Provided data ▸
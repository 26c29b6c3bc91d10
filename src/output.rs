//! Output formatting and styling module.
//!
//! Provides a centralized interface for all CLI output, including colored
//! status lines and dry-run notices. Keeping formatting in one place makes
//! it easy to change globally.

use colored::*;

/// Manages all CLI output with consistent styling and formatting.
pub struct OutputFormatter;

impl OutputFormatter {
    /// Prints a success message in green with a checkmark.
    pub fn success(message: &str) {
        println!("{} {}", "✓".green(), message);
    }

    /// Prints an error message in red with an X mark.
    pub fn error(message: &str) {
        eprintln!("{} {}", "✗".red(), message);
    }

    /// Prints a warning message in yellow with a warning symbol.
    pub fn warning(message: &str) {
        println!("{} {}", "⚠".yellow(), message);
    }

    /// Prints an info message in cyan.
    pub fn info(message: &str) {
        println!("{}", message.cyan());
    }

    /// Prints a regular message without styling.
    pub fn plain(message: &str) {
        println!("{}", message);
    }

    /// Prints a dry-run preview line.
    pub fn dry_run_notice(message: &str) {
        println!("{}", format!("[DRY RUN] {}", message).yellow());
    }
}
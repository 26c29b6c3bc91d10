use clap::Parser;
use resorter::cli::{Cli, run};
use resorter::output::OutputFormatter;

fn main() {
    let cli = Cli::parse();
    if let Err(e) = run(&cli) {
        OutputFormatter::error(&e);
        std::process::exit(1);
    }
}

What you will do ▸ Return each line of the material above that holds the string "yellow".

Task answer ▸
    /// Prints a warning message in yellow with a warning symbol.
        println!("{} {}", "⚠".yellow(), message);
        println!("{}", format!("[DRY RUN] {}", message).yellow());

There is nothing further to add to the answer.